Chapter 7 #2
They had emerged onto Old Burlington Street, where there was a massive crowd—much larger than the one that had scattered the carriages.
There had to be at least sixty people, maybe more, standing outside a grand corner townhouse.
Their torches were raised in the air as they screamed, “No Corn Laws! Down with the Corn Laws! Down with the Lords! Heartless Lords!”
The mob had certainly kicked up a dust. It stood in stark contrast to the scattered protesters outside the theatre. This was organized. Focused. Angry.
“Goodness gracious,” Frances whispered. “What are they doing? Why are they in front of that house?”
“That is the house of Frederick John Robinson,” the Duke explained quietly. “He was the MP who introduced the Corn Bill to Parliament. They blame him for their suffering.”
“I see,” she said slowly. “I can understand why they’re angry at him, but why are they outside his house? What do they intend to do? You said this has been happening elsewhere. Why?”

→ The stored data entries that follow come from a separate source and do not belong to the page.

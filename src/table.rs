use std::borrow::Cow;
use std::fmt::Write as _;

#[derive(Debug, Clone, Copy, PartialEq, Eq, Default)]
pub enum Align {
    #[default]
    Left,
    Right,
}

/// Renders an aligned plain-text table. Columns listed in `align` beyond the
/// header count are ignored; missing entries default to left alignment.
pub fn render_table(headers: &[String], rows: &[Vec<String>], align: &[Align]) -> String {
    let column_count = headers.len();
    let mut widths = headers.iter().map(|h| display_width(h)).collect::<Vec<_>>();

    for row in rows {
        for (idx, cell) in row.iter().enumerate().take(column_count) {
            widths[idx] = widths[idx].max(display_width(cell));
        }
    }

    for width in &mut widths {
        *width = (*width).max(1);
    }

    let mut output = String::new();
    let _ = writeln!(output, "{}", format_row(headers, &widths, align));

    let separator_cells = widths.iter().map(|w| "-".repeat(*w)).collect::<Vec<_>>();
    let _ = writeln!(output, "{}", format_row(&separator_cells, &widths, &[]));

    for row in rows {
        let _ = writeln!(output, "{}", format_row(row, &widths, align));
    }

    output
}

fn format_row(values: &[String], widths: &[usize], align: &[Align]) -> String {
    let mut cells = Vec::with_capacity(values.len());
    for (idx, value) in values.iter().enumerate().take(widths.len()) {
        let sanitized = sanitize_cell(value);
        let padding = widths[idx].saturating_sub(display_width(sanitized.as_ref()));
        let fill = " ".repeat(padding);
        let cell = match align.get(idx).copied().unwrap_or_default() {
            Align::Left => format!("{sanitized}{fill}"),
            Align::Right => format!("{fill}{sanitized}"),
        };
        cells.push(cell);
    }
    let mut line = cells.join("  ");
    while line.ends_with(' ') {
        line.pop();
    }
    line
}

/// Character count, ignoring ANSI colour sequences.
pub fn display_width(value: &str) -> usize {
    let mut width = 0usize;
    let mut chars = value.chars();
    while let Some(ch) = chars.next() {
        if ch == '\u{1b}' {
            for next in chars.by_ref() {
                if next == 'm' {
                    break;
                }
            }
        } else {
            width += 1;
        }
    }
    width
}

fn sanitize_cell(value: &str) -> Cow<'_, str> {
    if value.contains(['\n', '\r', '\t']) {
        Cow::Owned(value.replace(['\n', '\r', '\t'], " "))
    } else {
        Cow::Borrowed(value)
    }
}
use marketplace_reports::{
    aggregate::{AggregateResult, Aggregation, DEFAULT_TOP_N, FrequencyTally},
    coerce::{CoercionPolicy, coerce},
    data::Value,
    dataset::Table,
    filter::{self, FilterSelection},
    report::{ReportDefinition, ReportKind},
    schema::{ColumnSpec, ColumnType, HeaderRule, ReportSchema},
};
use proptest::prelude::*;

const STATUSES: &[&str] = &["Shipped", "Cancelled", "Pending", ""];

fn order_schema() -> ReportSchema {
    ReportSchema {
        header_rule: HeaderRule::Exact,
        project: false,
        columns: vec![
            ColumnSpec::required("order-status", ColumnType::String),
            ColumnSpec::required("purchase-date", ColumnType::DateTime),
            ColumnSpec::required("item-price", ColumnType::Float),
        ],
    }
}

fn row_strategy() -> impl Strategy<Value = (usize, Option<u32>, String)> {
    (
        0..STATUSES.len(),
        proptest::option::of(1u32..=28),
        prop_oneof![
            "[0-9]{1,4}(\\.[0-9]{1,2})?",
            Just(String::new()),
            Just("n/a".to_string()),
        ],
    )
}

fn build_table(rows: &[(usize, Option<u32>, String)]) -> Table {
    let cells = rows
        .iter()
        .map(|(status, day, price)| {
            let date = day.map(|d| format!("2024-03-{d:02}")).unwrap_or_default();
            vec![STATUSES[*status].to_string(), date, price.clone()]
        })
        .collect::<Vec<_>>();
    let borrowed = cells
        .iter()
        .map(|row| row.iter().map(String::as_str).collect::<Vec<_>>())
        .collect::<Vec<_>>();
    Table::from_strings(&["order-status", "purchase-date", "item-price"], &borrowed)
}

fn coerced(rows: &[(usize, Option<u32>, String)]) -> Table {
    coerce(build_table(rows), &order_schema(), CoercionPolicy::DefaultValue)
        .unwrap()
        .0
}

proptest! {
    #[test]
    fn validation_passes_iff_required_columns_present(
        mask in proptest::collection::vec(any::<bool>(), 4)
    ) {
        let definition = ReportDefinition::builtin(ReportKind::Inventory);
        let names = ["sku", "asin", "price", "quantity"];
        let headers = names
            .iter()
            .zip(&mask)
            .filter(|(_, keep)| **keep)
            .map(|(name, _)| *name)
            .chain(["extra"])
            .collect::<Vec<_>>();
        let table = Table::from_strings(&headers, &[]);
        let result = definition.schema.validate(&table);
        if mask.iter().all(|keep| *keep) {
            prop_assert!(result.is_ok());
        } else {
            let missing = result.unwrap_err();
            let expected = names
                .iter()
                .zip(&mask)
                .filter(|(_, keep)| !**keep)
                .map(|(name, _)| name.to_string())
                .collect::<Vec<_>>();
            prop_assert_eq!(missing, expected);
        }
    }

    #[test]
    fn coercion_is_idempotent(rows in proptest::collection::vec(row_strategy(), 0..30)) {
        let once = coerced(&rows);
        let (twice, report) =
            coerce(once.clone(), &order_schema(), CoercionPolicy::DefaultValue).unwrap();
        prop_assert_eq!(&once, &twice);
        prop_assert!(report.is_clean());
        prop_assert_eq!(once.len(), rows.len());
    }

    #[test]
    fn filtering_yields_an_ordered_subset(
        rows in proptest::collection::vec(row_strategy(), 0..30),
        allowed in proptest::collection::btree_set(0..3usize, 0..3),
        start in 1u32..=28,
        span in 0u32..10,
    ) {
        let table = coerced(&rows);
        let end = (start + span).min(28);
        let selection = FilterSelection::default()
            .with_values("order-status", allowed.iter().map(|i| STATUSES[*i]))
            .between(
                chrono::NaiveDate::from_ymd_opt(2024, 3, start),
                chrono::NaiveDate::from_ymd_opt(2024, 3, end),
            );
        let filtered = filter::apply(&table, &selection, Some("purchase-date"));
        prop_assert!(filtered.len() <= table.len());
        let mut remaining = table.rows.iter();
        for row in &filtered.rows {
            prop_assert!(remaining.any(|candidate| candidate == row));
        }
    }

    #[test]
    fn full_selection_is_identity(rows in proptest::collection::vec(row_strategy(), 0..30)) {
        let table = coerced(&rows);
        let observed = filter::distinct_values(&table, "order-status");
        let bounds = filter::date_bounds(&table, "purchase-date");
        let selection = FilterSelection::default()
            .with_values("order-status", observed)
            .between(bounds.map(|b| b.0), bounds.map(|b| b.1));
        prop_assert_eq!(filter::apply(&table, &selection, Some("purchase-date")), table);
    }

    #[test]
    fn rankings_are_capped_and_descending(
        values in proptest::collection::vec("[a-e]{1,2}", 0..80)
    ) {
        let mut tally = FrequencyTally::default();
        for value in &values {
            tally.ingest(&Value::String(value.clone()));
        }
        let ranked = tally.ranked(DEFAULT_TOP_N);
        prop_assert!(ranked.len() <= DEFAULT_TOP_N);
        prop_assert!(ranked.windows(2).all(|w| w[0].count >= w[1].count));
        let total = ranked.iter().map(|e| e.count).sum::<u64>();
        prop_assert!(total as usize <= values.len());
    }

    #[test]
    fn row_count_matches_table_length(rows in proptest::collection::vec(row_strategy(), 0..30)) {
        let table = coerced(&rows);
        let count = Aggregation::RowCount { label: "Rows".into() }.evaluate(&table);
        match count {
            Some(AggregateResult::Scalar(value)) => {
                prop_assert_eq!(value.as_f64() as usize, table.len());
            }
            other => prop_assert!(false, "unexpected result {:?}", other),
        }
    }
}
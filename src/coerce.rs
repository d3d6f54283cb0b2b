//! Type coercion stage.
//!
//! Converts declared columns to their semantic type. Cells that cannot be
//! converted are anomalies; what happens to them is chosen by a
//! [`CoercionPolicy`]. With the default policy coercion is total: bad dates
//! become missing, bad numbers become zero, and every row survives.

use std::collections::BTreeMap;

use clap::ValueEnum;
use log::warn;
use serde::{Deserialize, Serialize};

use crate::{
    data::{Value, float_to_integer, parse_float, parse_integer, parse_naive_datetime},
    dataset::Table,
    error::ReportError,
    schema::{ColumnType, ReportSchema},
};

#[derive(Debug, Clone, Copy, Default, PartialEq, Eq, ValueEnum, Serialize, Deserialize)]
#[value(rename_all = "kebab-case")]
#[serde(rename_all = "kebab-case")]
pub enum CoercionPolicy {
    /// Replace the cell with the type default (missing date, zero number).
    #[default]
    DefaultValue,
    /// Drop every row holding an unconvertible cell.
    DropRow,
    /// Abort the render on the first unconvertible cell.
    FailFast,
}

#[derive(Debug, Clone, Default, PartialEq, Eq, Serialize)]
pub struct CoercionReport {
    /// Unconvertible cells per column.
    pub anomalies: BTreeMap<String, usize>,
    pub dropped_rows: usize,
}

impl CoercionReport {
    pub fn total_anomalies(&self) -> usize {
        self.anomalies.values().sum()
    }

    pub fn is_clean(&self) -> bool {
        self.anomalies.is_empty()
    }
}

struct Converted {
    value: Option<Value>,
    anomaly: bool,
}

impl Converted {
    fn ok(value: Option<Value>) -> Self {
        Self {
            value,
            anomaly: false,
        }
    }

    fn anomaly(value: Option<Value>) -> Self {
        Self {
            value,
            anomaly: true,
        }
    }
}

fn convert(cell: Option<Value>, datatype: ColumnType) -> Converted {
    match datatype {
        ColumnType::String => Converted::ok(cell),
        ColumnType::DateTime => match cell {
            None => Converted::ok(None),
            Some(Value::DateTime(dt)) => Converted::ok(Some(Value::DateTime(dt))),
            Some(Value::String(raw)) => match parse_naive_datetime(&raw) {
                Ok(dt) => Converted::ok(Some(Value::DateTime(dt))),
                Err(_) => Converted::anomaly(None),
            },
            Some(_) => Converted::anomaly(None),
        },
        ColumnType::Integer => {
            let zero = Some(Value::Integer(0));
            match cell {
                None => Converted::ok(zero),
                Some(Value::Integer(i)) => Converted::ok(Some(Value::Integer(i))),
                Some(Value::Float(f)) => match float_to_integer(f) {
                    Some(i) => Converted::ok(Some(Value::Integer(i))),
                    None => Converted::anomaly(zero),
                },
                Some(Value::String(raw)) => match parse_integer(&raw) {
                    Some(i) => Converted::ok(Some(Value::Integer(i))),
                    None => Converted::anomaly(zero),
                },
                Some(Value::DateTime(_)) => Converted::anomaly(zero),
            }
        }
        ColumnType::Float => {
            let zero = Some(Value::Float(0.0));
            match cell {
                None => Converted::ok(zero),
                Some(Value::Float(f)) if f.is_finite() => Converted::ok(Some(Value::Float(f))),
                Some(Value::Integer(i)) => Converted::ok(Some(Value::Float(i as f64))),
                Some(Value::String(raw)) => match parse_float(&raw) {
                    Some(f) => Converted::ok(Some(Value::Float(f))),
                    None => Converted::anomaly(zero),
                },
                Some(_) => Converted::anomaly(zero),
            }
        }
    }
}

/// Coerces every declared column present in `table`. Undeclared columns pass
/// through untouched. Re-running on an already coerced table changes nothing.
pub fn coerce(
    mut table: Table,
    schema: &ReportSchema,
    policy: CoercionPolicy,
) -> Result<(Table, CoercionReport), ReportError> {
    let targets = table
        .headers
        .iter()
        .enumerate()
        .filter_map(|(idx, header)| {
            schema
                .columns
                .iter()
                .find(|spec| schema.header_rule.normalize(&spec.name) == *header)
                .filter(|spec| spec.datatype != ColumnType::String)
                .map(|spec| (idx, spec.datatype))
        })
        .collect::<Vec<_>>();

    let mut report = CoercionReport::default();
    if targets.is_empty() {
        return Ok((table, report));
    }

    let mut keep = vec![true; table.rows.len()];
    for (row_idx, row) in table.rows.iter_mut().enumerate() {
        for &(col_idx, datatype) in &targets {
            let Some(slot) = row.get_mut(col_idx) else {
                continue;
            };
            let original = slot.take();
            let shown = original.as_ref().map(Value::as_display);
            let converted = convert(original, datatype);
            *slot = converted.value;
            if !converted.anomaly {
                continue;
            }
            let column = &table.headers[col_idx];
            *report.anomalies.entry(column.clone()).or_insert(0) += 1;
            match policy {
                CoercionPolicy::DefaultValue => {}
                CoercionPolicy::DropRow => keep[row_idx] = false,
                CoercionPolicy::FailFast => {
                    return Err(ReportError::CoercionFailed {
                        column: column.clone(),
                        row: row_idx + 2,
                        value: shown.unwrap_or_default(),
                        target: datatype.to_string(),
                    });
                }
            }
        }
    }

    if policy == CoercionPolicy::DropRow {
        let before = table.rows.len();
        let mut flags = keep.into_iter();
        table.rows.retain(|_| flags.next().unwrap_or(true));
        report.dropped_rows = before - table.rows.len();
    }
    for (column, count) in &report.anomalies {
        warn!("{count} value(s) in column '{column}' could not be converted");
    }
    Ok((table, report))
}
use std::path::PathBuf;

use chrono::NaiveDate;
use clap::{Args, Parser, Subcommand};

use crate::{coerce::CoercionPolicy, data::parse_naive_date, render::OutputFormat, report::ReportKind};

#[derive(Debug, Parser)]
#[command(
    author,
    version,
    about = "Summarize marketplace order, return, and inventory exports",
    long_about = None
)]
pub struct Cli {
    #[command(subcommand)]
    pub command: Commands,
}

#[derive(Debug, Subcommand)]
pub enum Commands {
    /// Summarize an order report: revenue, cancellations, daily orders, and top cities, products, and SKUs
    Order(ReportArgs),
    /// Summarize a return report: refunds, daily returns, and top reasons, SKUs, and products
    Return(ReportArgs),
    /// Summarize an inventory export: stock totals, value, and stock distribution
    Inventory(InventoryArgs),
    /// List the filter values and date range offered by an upload
    Filters(FiltersArgs),
    /// Print a report definition as YAML, ready to be customized
    Definition(DefinitionArgs),
}

#[derive(Debug, Args)]
pub struct SourceArgs {
    /// Uploaded report (CSV, TSV, or spreadsheet); `-` reads CSV from stdin
    #[arg(short = 'i', long = "input")]
    pub input: PathBuf,
    /// CSV delimiter character (supports ',', 'tab', ';', '|')
    #[arg(long, value_parser = parse_delimiter)]
    pub delimiter: Option<u8>,
    /// Character encoding of the input file (defaults to utf-8)
    #[arg(long = "input-encoding")]
    pub input_encoding: Option<String>,
    /// Worksheet to read from a spreadsheet upload (defaults to the first)
    #[arg(long)]
    pub sheet: Option<String>,
    /// YAML report definition overriding the built-in one
    #[arg(long)]
    pub definition: Option<PathBuf>,
    /// What to do with values that cannot be converted to their column type
    #[arg(long, value_enum, default_value_t = CoercionPolicy::DefaultValue)]
    pub coercion: CoercionPolicy,
}

#[derive(Debug, Args)]
pub struct ReportArgs {
    #[command(flatten)]
    pub source: SourceArgs,
    /// Keep only rows whose column holds this value; repeat to allow several values
    #[arg(long = "filter", action = clap::ArgAction::Append)]
    pub filters: Vec<String>,
    /// First calendar day to include (defaults to the earliest date present)
    #[arg(long, value_parser = parse_date)]
    pub from: Option<NaiveDate>,
    /// Last calendar day to include (defaults to the latest date present)
    #[arg(long, value_parser = parse_date)]
    pub to: Option<NaiveDate>,
    /// Output format
    #[arg(long, value_enum, default_value_t = OutputFormat::Table)]
    pub format: OutputFormat,
}

#[derive(Debug, Args)]
pub struct InventoryArgs {
    #[command(flatten)]
    pub report: ReportArgs,
    /// Also write the cleaned inventory table as CSV (`-` for stdout)
    #[arg(long)]
    pub export: Option<PathBuf>,
}

#[derive(Debug, Args)]
pub struct FiltersArgs {
    /// Report type of the upload
    #[arg(short = 'k', long, value_enum)]
    pub kind: ReportKind,
    #[command(flatten)]
    pub source: SourceArgs,
    /// Output format
    #[arg(long, value_enum, default_value_t = OutputFormat::Table)]
    pub format: OutputFormat,
}

#[derive(Debug, Args)]
pub struct DefinitionArgs {
    /// Report type whose built-in definition to print
    #[arg(short = 'k', long, value_enum)]
    pub kind: ReportKind,
    /// Destination file (stdout if omitted)
    #[arg(short = 'o', long)]
    pub output: Option<PathBuf>,
}

pub fn parse_delimiter(value: &str) -> Result<u8, String> {
    match value {
        "tab" | "\t" => Ok(b'\t'),
        "comma" | "," => Ok(b','),
        "|" | "pipe" => Ok(b'|'),
        ";" | "semicolon" => Ok(b';'),
        other => {
            let mut chars = other.chars();
            let first = chars
                .next()
                .ok_or_else(|| "Delimiter cannot be empty".to_string())?;
            if chars.next().is_some() {
                return Err("Delimiter must be a single character".to_string());
            }
            if !first.is_ascii() {
                return Err("Delimiter must be ASCII".to_string());
            }
            Ok(first as u8)
        }
    }
}

pub fn parse_date(value: &str) -> Result<NaiveDate, String> {
    parse_naive_date(value.trim()).map_err(|err| format!("Invalid date '{value}': {err}"))
}
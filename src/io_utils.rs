//! I/O helpers for delimited-text uploads and the processed-report export.
//!
//! - **Delimiter resolution**: extension-based auto-detection (`.csv` → comma,
//!   `.tsv`/`.txt` → tab) with manual override support.
//! - **Encoding**: input decoding via `encoding_rs`, defaulting to UTF-8.
//! - **Format sniffing**: spreadsheet extensions route to the workbook reader.
//! - **stdin/stdout**: the `-` path convention routes through standard streams.

use std::{
    fs::File,
    io::{BufWriter, Read, Write},
    path::Path,
};

use anyhow::{Context, Result, anyhow};
use csv::QuoteStyle;
use encoding_rs::{Encoding, UTF_8};

use crate::{data::Value, dataset::Table};

pub const DEFAULT_CSV_DELIMITER: u8 = b',';
pub const DEFAULT_TSV_DELIMITER: u8 = b'\t';

const SPREADSHEET_EXTENSIONS: &[&str] = &["xlsx", "xlsm", "xlsb", "xls", "ods"];

pub fn is_dash(path: &Path) -> bool {
    path == Path::new("-")
}

pub fn is_spreadsheet(path: &Path) -> bool {
    path.extension()
        .and_then(|ext| ext.to_str())
        .is_some_and(|ext| {
            SPREADSHEET_EXTENSIONS
                .iter()
                .any(|known| ext.eq_ignore_ascii_case(known))
        })
}

pub fn resolve_encoding(label: Option<&str>) -> Result<&'static Encoding> {
    if let Some(value) = label {
        Encoding::for_label(value.trim().as_bytes())
            .ok_or_else(|| anyhow!("Unknown encoding '{value}'"))
    } else {
        Ok(UTF_8)
    }
}

pub fn resolve_input_delimiter(path: &Path, provided: Option<u8>) -> u8 {
    provided.unwrap_or_else(|| match path.extension().and_then(|ext| ext.to_str()) {
        Some(ext) if ext.eq_ignore_ascii_case("tsv") || ext.eq_ignore_ascii_case("txt") => {
            DEFAULT_TSV_DELIMITER
        }
        _ => DEFAULT_CSV_DELIMITER,
    })
}

pub fn open_csv_reader<R>(reader: R, delimiter: u8) -> csv::Reader<R>
where
    R: Read,
{
    let mut builder = csv::ReaderBuilder::new();
    builder
        .has_headers(true)
        .delimiter(delimiter)
        .double_quote(true)
        .flexible(false);
    builder.from_reader(reader)
}

pub fn open_csv_writer(path: Option<&Path>) -> Result<csv::Writer<Box<dyn Write>>> {
    let base: Box<dyn Write> = match path {
        Some(p) if !is_dash(p) => Box::new(BufWriter::new(
            File::create(p).with_context(|| format!("Creating output file {p:?}"))?,
        )),
        _ => Box::new(std::io::stdout()),
    };
    let mut builder = csv::WriterBuilder::new();
    builder
        .delimiter(DEFAULT_CSV_DELIMITER)
        .quote_style(QuoteStyle::Necessary)
        .double_quote(true);
    Ok(builder.from_writer(base))
}

/// Writes `table` as CSV, missing cells as empty fields.
pub fn write_table<W: Write>(writer: &mut csv::Writer<W>, table: &Table) -> Result<()> {
    writer
        .write_record(&table.headers)
        .context("Writing CSV header")?;
    for row in &table.rows {
        let record = row
            .iter()
            .map(|cell| cell.as_ref().map(Value::as_display).unwrap_or_default());
        writer.write_record(record).context("Writing CSV row")?;
    }
    writer.flush().context("Flushing CSV output")?;
    Ok(())
}

pub fn decode_bytes(bytes: &[u8], encoding: &'static Encoding) -> Result<String> {
    let (text, _, had_errors) = encoding.decode(bytes);
    if had_errors {
        Err(anyhow!(
            "Failed to decode text with encoding {}",
            encoding.name()
        ))
    } else {
        Ok(text.into_owned())
    }
}

pub fn decode_record(record: &csv::ByteRecord, encoding: &'static Encoding) -> Result<Vec<String>> {
    record
        .iter()
        .map(|field| decode_bytes(field, encoding))
        .collect()
}

pub fn reader_headers<R>(
    reader: &mut csv::Reader<R>,
    encoding: &'static Encoding,
) -> Result<Vec<String>>
where
    R: Read,
{
    let headers = reader.byte_headers()?.clone();
    let mut decoded = decode_record(&headers, encoding)?;
    if let Some(first) = decoded.first_mut()
        && let Some(stripped) = first.strip_prefix('\u{feff}')
    {
        *first = stripped.to_string();
    }
    Ok(decoded)
}
fn main() {
    if let Err(err) = marketplace_reports::run() {
        eprintln!("error: {err:#}");
        std::process::exit(1);
    }
}
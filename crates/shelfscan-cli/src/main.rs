mod crawl;

use clap::{Args, Parser, Subcommand};
use shelfscan_core::SelectorConfig;
use shelfscan_scraper::{SearchClient, SearchRequest};
use tracing_subscriber::EnvFilter;

use crate::crawl::{crawl, CrawlOptions};

#[derive(Debug, Parser)]
#[command(name = "shelfscan-cli")]
#[command(about = "Scrape storefront search results from the command line")]
struct Cli {
    #[command(subcommand)]
    command: Commands,
}

#[derive(Debug, Subcommand)]
enum Commands {
    /// Fetch one results page and print it as JSON.
    Search(SearchArgs),
    /// Follow next-page links from a keyword search and print every product.
    Crawl(CrawlArgs),
}

#[derive(Debug, Args)]
struct SearchArgs {
    /// Search keyword.
    #[arg(long, required_unless_present = "url")]
    keyword: Option<String>,
    /// 1-based page number.
    #[arg(long)]
    page: Option<u32>,
    /// Resume from a previously returned `nextPageUrl`. Wins over `--keyword`.
    #[arg(long)]
    url: Option<String>,
}

#[derive(Debug, Args)]
struct CrawlArgs {
    /// Search keyword.
    #[arg(long)]
    keyword: String,
    /// Stop after this many pages.
    #[arg(long, default_value_t = 5)]
    max_pages: u32,
    /// Pause between page fetches, in milliseconds.
    #[arg(long, default_value_t = 1000)]
    delay_ms: u64,
}

#[tokio::main]
async fn main() -> anyhow::Result<()> {
    dotenvy::dotenv().ok();
    let cli = Cli::parse();
    let config = shelfscan_core::load_app_config()?;
    let env_filter = EnvFilter::try_from_default_env()
        .or_else(|_| EnvFilter::try_new(config.log_level.clone()))?;
    tracing_subscriber::fmt()
        .with_env_filter(env_filter)
        .with_writer(std::io::stderr)
        .init();

    let selectors = match &config.selectors_path {
        Some(path) => shelfscan_core::load_selector_config(path)?,
        None => SelectorConfig::default(),
    };
    let client = SearchClient::from_config(&config, &selectors)?;

    let output = match cli.command {
        Commands::Search(args) => {
            let request = SearchRequest::from_parts(
                args.keyword.as_deref(),
                args.page,
                args.url.as_deref(),
            )?;
            let page = client.search(&request).await?;
            serde_json::to_string_pretty(&page)?
        }
        Commands::Crawl(args) => {
            let options = CrawlOptions {
                max_pages: args.max_pages,
                delay: std::time::Duration::from_millis(args.delay_ms),
            };
            let request = SearchRequest::from_parts(Some(&args.keyword), None, None)?;
            let result = crawl(&client, request, &options).await?;
            serde_json::to_string_pretty(&result)?
        }
    };

    println!("{output}");
    Ok(())
}

#[cfg(test)]
mod tests;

She couldn’t finish the thought. She understood anger; she had felt it herself when discussing the injustice of the bill. But this? This was something else entirely.
“Angry, desperate people will do all manner of things one would not think possible. I think they mean to scare him above all else. However, whenever a group of people comes together in such a manner, one cannot be certain what will happen, so I suggest that we leave immediately.”
For once, Frances agreed with him.
Together they turned to go back the way they had come. However, more people were streaming in from that direction.
These people looked angrier than the ones at the theatre. There was a wildness to them that Frances knew all too well.
She’d seen it on the faces of all those who had been suffering for the past two years under the incredibly high grain prices.
Her own father, who benefited from the law, had stopped going to church altogether because he knew people blamed him.
She knew this with certainty because she still attended church, and people told her often that her father should be ashamed of himself for benefiting while his neighbors struggled.
And she agreed with them wholeheartedly. Still, she didn’t think that any of these people would care what she thought or what she had done to help. They stormed forward to join the others.
“James!” She called him by his name for the first time.
He turned and reached his arm out for her, but before she could grasp it, she was swept up in the crowd storming toward the house.
Her heart thundered, and sweat ran down her back. She felt the crushed white pearl powder drip from her face onto her pristine gown.
“James!” she called again.
“Frances!” he shouted back. “Frances, I’m here! Get out of my way!”
He pushed someone aside and appeared at her side. He wrapped one arm around her and pulled her close. Without thinking, she raised her left arm and wrapped it around his back, holding onto him.
“I do not like what is in the air here,” he said. “We must go. You must trust me.”
“All right,” she replied, surprised that she actually did.
He grabbed her by the arm, and together they pushed through the crowd, James practically boxing his way through until they had made it to the other side. They paused on a street corner, both out of breath, when a tall young man walked past.
“I wouldn’t go that way,” James warned. “Dashed lot of trouble in that direction.”
“Thank you for the warning,” the man said, but continued on his path anyway. “I shall be quite all right. My business is not with them.”
James shrugged. “Well, I suppose we shall have to walk the rest of the way.”
“Indeed,” Frances said.
Together they walked on. For a while, they walked in silence, but then she turned to him.
“Thank you for your help. I thought for a moment I was going to be carried away in the crowd.”
“I thought that, too,” he admitted. “I’m glad I was wrong. But in any case, Aunt Eugenia will be most upset with us.”
“We are not the ones who left,” she pointed out.
He chuckled. “Well, technically, I left to investigate what was happening, and then she allowed you to follow, and before we knew it, there was so much trouble, and we were separated. So really, it was nobody’s fault. I will try to explain.”
“Well, I wish you well, for she does not strike me as the sort of person who takes this type of situation lightly. She’ll be in the suds that the two of us were together alone as well.”
“You speak of propriety? Well, our kind does value propriety above everything else. However, I dare say, given everything that has happened—”
He was interrupted by a gunshot that sounded from behind them.
Frances lurched sideways at the sound of it, directly into him, and wrapped his arm around her shoulders to hold her steady.
“Good heavens, what was that?” she yelped, even though she already knew. She had grown up in the country. She knew what a gunshot sounded like.
“Someone fired a weapon,” James said grimly. “I hope nobody was hurt.”
“So do I,” she said. “But you’re right, we really should go.”
He nodded, and this time the two of them did not dally any longer or engage in conversation. Instead, they walked the few blocks back to Mayfair, where they found her aunt’s carriage already waiting.
Frances took a deep breath, aware that in all likelihood, a severe scolding was awaiting her.